Geothermal power plant- Foto: Damir Spehar / Pixsell
Croatia has one of the greatest potentials in the European Union for the use of geothermal energy as a clean, renewable and inexhaustible source of energy.
Due to complicated regulations and high initial investments, geothermal power plants have not fully taken off in Croatia, except in Velika Glinica near Bjelovar, which is the only geothermal power plant in Croatia. However, due to the ever higher prices of energy sources in the world, energy sources that are not affected by global problems are once again in the focus of investors.
Željka Sladović, a geological engineer, pointed out that Croatia could produce about 500 megawatt hours of electricity from geothermal energy, which is approximately equivalent to the energy produced annually by the Krško Nuclear Power Plant, only that, unlike a nuclear power plant, the energy obtained by the geothermal method would be cheaper, more sustainable and good for the environment.

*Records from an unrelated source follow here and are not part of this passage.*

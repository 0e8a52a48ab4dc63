use async_trait::async_trait;
use chrono::{DateTime, Utc};
use feed_engine_shared::types::{EntityRef, EventId, Milestone, NewEvent, ThresholdMark, ThresholdSample};

use super::MemoryFeedStore;
use crate::errors::RepositoryError;
use crate::interfaces::ThresholdRepository;

#[async_trait]
impl ThresholdRepository for MemoryFeedStore {
    async fn record_sample(&self, sample: &ThresholdSample) -> Result<bool, RepositoryError> {
        let mut state = self.write()?;
        let key = (sample.entity, sample.milestone, sample.actor_id);
        if state.samples.contains_key(&key) {
            return Ok(false);
        }
        state.samples.insert(key, sample.occurred_at);
        Ok(true)
    }

    async fn recent_samples(
        &self,
        entity: &EntityRef,
        milestone: Milestone,
        limit: usize,
    ) -> Result<Vec<DateTime<Utc>>, RepositoryError> {
        let mut timestamps: Vec<DateTime<Utc>> = self
            .read()
            .samples
            .iter()
            .filter(|((sampled, sampled_milestone, _), _)| sampled == entity && *sampled_milestone == milestone)
            .map(|(_, occurred_at)| *occurred_at)
            .collect();
        timestamps.sort_by(|a, b| b.cmp(a));
        timestamps.truncate(limit);
        Ok(timestamps)
    }

    async fn prune_samples(
        &self,
        entity: &EntityRef,
        milestone: Milestone,
        before: DateTime<Utc>,
    ) -> Result<u64, RepositoryError> {
        let mut state = self.write()?;
        let count = state.samples.len();
        state.samples.retain(|(sampled, sampled_milestone, _), occurred_at| {
            sampled != entity || *sampled_milestone != milestone || *occurred_at >= before
        });
        Ok((count - state.samples.len()) as u64)
    }

    async fn clear_samples(&self, entity: &EntityRef, milestone: Milestone) -> Result<u64, RepositoryError> {
        let mut state = self.write()?;
        let count = state.samples.len();
        state
            .samples
            .retain(|(sampled, sampled_milestone, _), _| sampled != entity || *sampled_milestone != milestone);
        Ok((count - state.samples.len()) as u64)
    }

    async fn try_mark(
        &self,
        mark: &ThresholdMark,
        event: &NewEvent,
    ) -> Result<Option<EventId>, RepositoryError> {
        let mut state = self.write()?;
        let key = (mark.entity(), mark.milestone);
        if state.marks.contains_key(&key) {
            return Ok(None);
        }
        state.marks.insert(key, mark.clone());
        Ok(Some(state.push_event(event, Utc::now())))
    }

    async fn get_mark(
        &self,
        entity: &EntityRef,
        milestone: Milestone,
    ) -> Result<Option<ThresholdMark>, RepositoryError> {
        Ok(self.read().marks.get(&(*entity, milestone)).cloned())
    }
}

#[cfg(test)]
mod tests {
    use super::*;
    use feed_engine_shared::types::EntityType;
    use uuid::Uuid;

    #[tokio::test]
    async fn test_try_mark_succeeds_once() {
        let store = MemoryFeedStore::new();
        let game = EntityRef::game(Uuid::new_v4());
        let mark = ThresholdMark::new(game, Milestone::GamePopular, Utc::now());
        let event = NewEvent::addition(EntityType::Milestone, game.id);

        assert!(store.try_mark(&mark, &event).await.unwrap().is_some());
        assert!(store.try_mark(&mark, &event).await.unwrap().is_none());
        assert_eq!(store.mark_count(), 1);
        assert_eq!(store.events().len(), 1);
    }

    #[tokio::test]
    async fn test_one_sample_per_actor() {
        let store = MemoryFeedStore::new();
        let game = EntityRef::game(Uuid::new_v4());
        let actor = Uuid::new_v4();
        let sample = ThresholdSample {
            entity: game,
            milestone: Milestone::GamePopular,
            actor_id: actor,
            occurred_at: Utc::now(),
        };

        assert!(store.record_sample(&sample).await.unwrap());
        assert!(!store.record_sample(&sample).await.unwrap());
        assert_eq!(store.recent_samples(&game, Milestone::GamePopular, 10).await.unwrap().len(), 1);
    }

    #[tokio::test]
    async fn test_prune_keeps_recent_and_other_entities() {
        let store = MemoryFeedStore::new();
        let game = EntityRef::game(Uuid::new_v4());
        let other = EntityRef::game(Uuid::new_v4());
        let now = Utc::now();
        for (entity, age) in [(game, 48), (game, 1), (other, 48)] {
            let sample = ThresholdSample {
                entity,
                milestone: Milestone::GamePopular,
                actor_id: Uuid::new_v4(),
                occurred_at: now - chrono::Duration::hours(age),
            };
            store.record_sample(&sample).await.unwrap();
        }

        let cutoff = now - chrono::Duration::hours(24);
        assert_eq!(store.prune_samples(&game, Milestone::GamePopular, cutoff).await.unwrap(), 1);
        assert_eq!(store.sample_count(), 2);

        assert_eq!(store.clear_samples(&game, Milestone::GamePopular).await.unwrap(), 1);
        assert_eq!(store.sample_count(), 1);
    }
}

And the green transition is going very slowly, and Croatia will probably not meet the goal outlined in the National Recovery and Resilience Plan to install a new 1,500 megawatts from renewable energy sources by the end of 2024, according to estimates from HGK. Instead of the share of renewable energy sources in total consumption growing, it is falling.
But Zagreb could be heated and bathed in healing geothermal water in the near future, pointed out Željko Jurilj, director of GPC Instrumentation Process.
The plan is to further connect buildings to the geothermal network, such as the Student Dorm in Cvjetni naselje, Boćarski dom, and the Ministry of Health and the National Children’s Hospital have expressed interest, while the Faculty of Kinesiology is already heated with geothermal energy.
This renewable and inexhaustible source of energy today heats and produces electricity for entire cities and countries. Iceland is the best example of how the power of nature can be harnessed, where even 90 percent of the buildings in Reykjavik are connected to the geothermal network. Croatia, on the other hand, apart from the potential in this field, has not done anything serious since the end of the 1970s, when INA started with more extensive oil and gas research.